Si un utilisateur a l'intention de transférer son ETH vers une autre chaîne, il doit d'abord le déposer dans le contrat de pont inter-chaînes. Pour ce faire, l'utilisateur attache simplement de l'ETH à la transaction et peut récupérer le montant d'ETH en lisant le champ de transaction « msg.value ».
Le dépôt de jetons ERC-20 est très différent du dépôt d’ETH. Pour déposer des jetons ERC-20, les utilisateurs doivent d'abord autoriser le contrat de pont inter-chaînes à utiliser leurs jetons. Après avoir approuvé et déposé les jetons dans le contrat de pont inter-chaînes, le contrat utilisera la fonction « burnFrom() » pour détruire les jetons de l'utilisateur, ou la fonction « transferFrom() » pour transférer les jetons de l'utilisateur vers le contrat.
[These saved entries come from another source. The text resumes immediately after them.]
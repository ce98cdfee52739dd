use leptos::{html, prelude::*};

use crate::content;
use crate::page::SectionId;
use crate::scenes;

use super::animate::{select_all, use_interaction, use_mount_animation};
use super::smooth_scroll::use_scroll;

const ORBS: [&str; 4] = [
    "top-20 left-10 w-4 h-4 bg-primary glow-primary opacity-60",
    "top-40 right-20 w-6 h-6 bg-accent glow-accent opacity-40",
    "bottom-32 left-20 w-3 h-3 bg-primary glow-primary opacity-50",
    "bottom-20 right-10 w-5 h-5 bg-accent glow-accent opacity-30",
];

#[component]
pub fn Hero() -> impl IntoView {
    let section = NodeRef::<html::Section>::new();
    let headline = NodeRef::<html::H1>::new();
    let subtitle = NodeRef::<html::P>::new();
    let cta = NodeRef::<html::Button>::new();
    let backdrop = NodeRef::<html::Div>::new();
    let scroll = use_scroll();

    use_mount_animation(
        move |scene| {
            let ids = (
                scene.add(headline.get()?),
                scene.add(subtitle.get()?),
                scene.add(cta.get()?),
                scene.add(backdrop.get()?),
            );
            Some(scenes::hero_intro(ids.0, ids.1, ids.2, ids.3))
        },
        |_| {},
    );

    use_mount_animation(
        move |scene| {
            let orbs = select_all(&*section.get()?, ".glow-orb");
            if orbs.is_empty() {
                return None;
            }
            Some(scenes::floating_orbs(&scene.add_all(orbs)))
        },
        |_| {},
    );

    let hover = use_interaction(move || cta.get().map(Into::into), scenes::cta_hover);
    let profile = content::profile();

    view! {
        <section
            id=SectionId::Home.as_str()
            node_ref=section
            class="min-h-screen flex items-center justify-center relative overflow-hidden"
        >
            <div node_ref=backdrop class="absolute inset-0 opacity-60">
                <iframe
                    src=profile.hero_scene.clone()
                    title="3D scene"
                    width="100%"
                    height="100%"
                    class="pointer-events-none border-0"
                ></iframe>
            </div>

            {ORBS
                .iter()
                .map(|class| {
                    view! { <div class=format!("glow-orb absolute rounded-full {class}")></div> }
                })
                .collect_view()}

            <div class="container mx-auto px-6 text-center relative z-10">
                <h1 node_ref=headline class="text-5xl md:text-7xl lg:text-8xl font-bold mb-6 leading-tight">
                    "Hi, I'm "
                    <span class="bg-gradient-to-r from-primary via-accent to-primary bg-clip-text text-transparent glow-text">
                        {profile.name.clone()}
                    </span>
                    <br />
                    <span class="text-3xl md:text-5xl lg:text-6xl text-muted-foreground font-light">
                        {profile.role.clone()}
                    </span>
                </h1>
                <p
                    node_ref=subtitle
                    class="text-xl md:text-2xl text-muted-foreground mb-8 max-w-3xl mx-auto leading-relaxed"
                >
                    {profile.tagline.clone()}
                </p>
                <button
                    node_ref=cta
                    class="glass-strong px-8 py-4 rounded-full text-lg font-semibold bg-gradient-to-r from-primary to-accent text-white hover:glow-primary transition-colors duration-300 inline-flex items-center gap-3"
                    on:mouseenter=move |_| hover.enter()
                    on:mouseleave=move |_| hover.leave()
                    on:click=move |_| scroll.jump_to(SectionId::Contact)
                >
                    "Hire Me"
                    <i class="ph-light ph-arrow-right text-xl"></i>
                </button>
            </div>
        </section>
    }
}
Pour distinguer de quelle opération il s’agit, vous pouvez utiliser des instructions if-else dans la même fonction. Ou créez deux fonctions distinctes pour gérer chaque scénario. En raison des différentes méthodes de traitement, si un utilisateur tente de déposer de l'ETH à l'aide de la fonction de dépôt ERC-20, l'ETH peut être perdu.
Lors du traitement des demandes de dépôt ERC-20, les utilisateurs fournissent généralement l'adresse du jeton comme paramètre d'entrée à la fonction de dépôt. Cela présente un risque important, car des appels externes non fiables peuvent survenir lors des transactions. L'utilisation d'une liste blanche pour inclure uniquement les jetons pris en charge par un pont inter-chaînes est une pratique courante pour minimiser les risques. Seules les adresses sur liste blanche sont transmises en paramètres. Cela évite les appels externes car l'équipe du projet a filtré les adresses des jetons.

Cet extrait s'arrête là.